How to Spot and Shift Unhelpful Thinking
We have thousands of thoughts every single day. Some are random, some are helpful, and others… not so much. A lot of the time, our mind throws ideas at us like warning signs: “What if something goes wrong?”, “What if they’re upset with me?”, “What if I fail?”. These thoughts usually come from a place of protection, our brain trying to keep us safe. But here’s the thing: just because a thought feels urgent or true doesn’t mean it is.
In my work as a counsellor, and in my own personal experience, I’ve seen how often our thoughts can lead us down unhelpful paths. Thoughts can feel incredibly real and convincing, but that doesn't make them facts. Our mind isn’t a fortune teller. It can’t predict the future, and it certainly doesn’t control it.

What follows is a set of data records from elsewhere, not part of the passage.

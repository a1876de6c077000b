//! Conversions between serenity models and domain types

use kekboard_core::{
    Attachment, Member, ReactionCount, ReactionEvent, ReactionEventKind, Snowflake, SourceMessage,
};
use serenity::model::channel::{Message, ReactionType};
use serenity::model::guild::Member as GuildMember;
use serenity::model::id::{ChannelId, GuildId, MessageId};

/// Domain ID from any serenity ID
pub fn snowflake(id: impl Into<u64>) -> Snowflake {
    Snowflake::new(id.into())
}

/// Name a reaction is matched by
///
/// Custom emoji match on their name, unicode emoji on the emoji itself.
pub fn reaction_name(reaction: &ReactionType) -> Option<String> {
    match reaction {
        ReactionType::Custom { name, .. } => name.clone(),
        ReactionType::Unicode(emoji) => Some(emoji.clone()),
        _ => None,
    }
}

/// Domain event for a single reaction on a guild message
pub fn reaction_event(
    kind: ReactionEventKind,
    guild_id: GuildId,
    channel_id: ChannelId,
    message_id: MessageId,
    emoji: &ReactionType,
) -> ReactionEvent {
    ReactionEvent::new(
        kind,
        snowflake(guild_id),
        snowflake(channel_id),
        snowflake(message_id),
        reaction_name(emoji),
    )
}

/// Domain message with its reaction counts
pub fn source_message_from(message: &Message) -> SourceMessage {
    let mut source = SourceMessage::new(
        snowflake(message.id),
        snowflake(message.channel_id),
        snowflake(message.author.id),
        message.content.clone(),
    );

    source.attachments = message
        .attachments
        .iter()
        .map(|a| Attachment::new(a.filename.clone(), a.url.clone(), a.content_type.clone()))
        .collect();

    source.reactions = message
        .reactions
        .iter()
        .filter_map(|r| reaction_name(&r.reaction_type).map(|name| ReactionCount::new(name, r.count)))
        .collect();

    source
}

/// Domain member; the avatar falls back to the default avatar
pub fn member_from(member: &GuildMember) -> Member {
    Member {
        user_id: snowflake(member.user.id),
        username: member.user.name.clone(),
        nick: member.nick.clone(),
        avatar_url: Some(member.user.face()),
    }
}
//! Data transfer objects
//!
//! This module provides:
//! - Response DTOs for the HTTP surface
//! - The board copy mapper turning a source message into an outbound message

pub mod board_copy;
pub mod responses;

pub use board_copy::{message_url, BoardCopy, GALLERY_URL, MAX_IMAGE_EMBEDS};
pub use responses::{HealthChecks, HealthResponse, ReadinessResponse, StatsEntry};
//! # kekboard-core
//!
//! Domain layer containing the board state model, the threshold decision
//! engine, reaction events, and the chat capability interface.
//! This crate has zero dependencies on infrastructure (storage, chat SDK, web framework).

pub mod decision;
pub mod entities;
pub mod error;
pub mod events;
pub mod traits;
pub mod value_objects;

// Re-export commonly used types at crate root
pub use decision::{decide, BoardAction, ThresholdPolicy};
pub use entities::{
    AggregateEntry, Attachment, EmbedAuthor, EmbedField, Member, MessageBoardState, ReactionCount,
    RenderedEmbed, RenderedMessage, SourceMessage,
};
pub use error::{ChatError, DomainError};
pub use events::{ReactionDescriptor, ReactionEvent, ReactionEventKind};
pub use traits::{ChatClient, ChatResult};
pub use value_objects::{Snowflake, SnowflakeParseError};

You might find yourself imagining the worst-case scenario and believing it completely. Maybe that fear has come true before, and now your brain is wired to assume the worst every time. It’s a kind of mental habit and one that can feel hard to break.
Here are just a few common thinking traps I see all the time:
All-or-nothing thinking: “I have to get it right, or I’ve completely failed.”
Catastrophising: “My boss wants to speak to me, which means that I must have done something terribly wrong.”
Overgeneralising: “No one ever likes me.”
Mind reading: “I could tell from her face that she didn’t want me there.”
Emotional reasoning: “I feel anxious which means I am in danger”.
Sound familiar?
These patterns can be so automatic that we don’t even realise we’re doing them. And when our thoughts go unchallenged, they shape how we see ourselves, others, and the world, even if they’re completely inaccurate.
What’s interesting is how quickly we dismiss evidence that contradicts these thoughts. If something good happens, for example if someone smiles or praises our work, we often brush it off. It doesn’t “fit” the story we’re used to telling ourselves. So we ignore it, and the unhelpful pattern continues.
But what if we didn’t ignore it? What if we pause, reflect, and ask: “Is this thought actually helpful? Is it realistic? What’s the evidence for and against it? How important is this thought going to be in a year from now?”.
This shift doesn’t mean ignoring reality. It means developing a balanced, grounded, and more compassionate way of thinking. And from that place, we can build resilience, confidence, and better ways of responding to challenges.
So next time your mind throws a scary or critical thought your way, try this:
Pause. Notice it. Challenge it. And remember… your thoughts aren’t always telling the truth!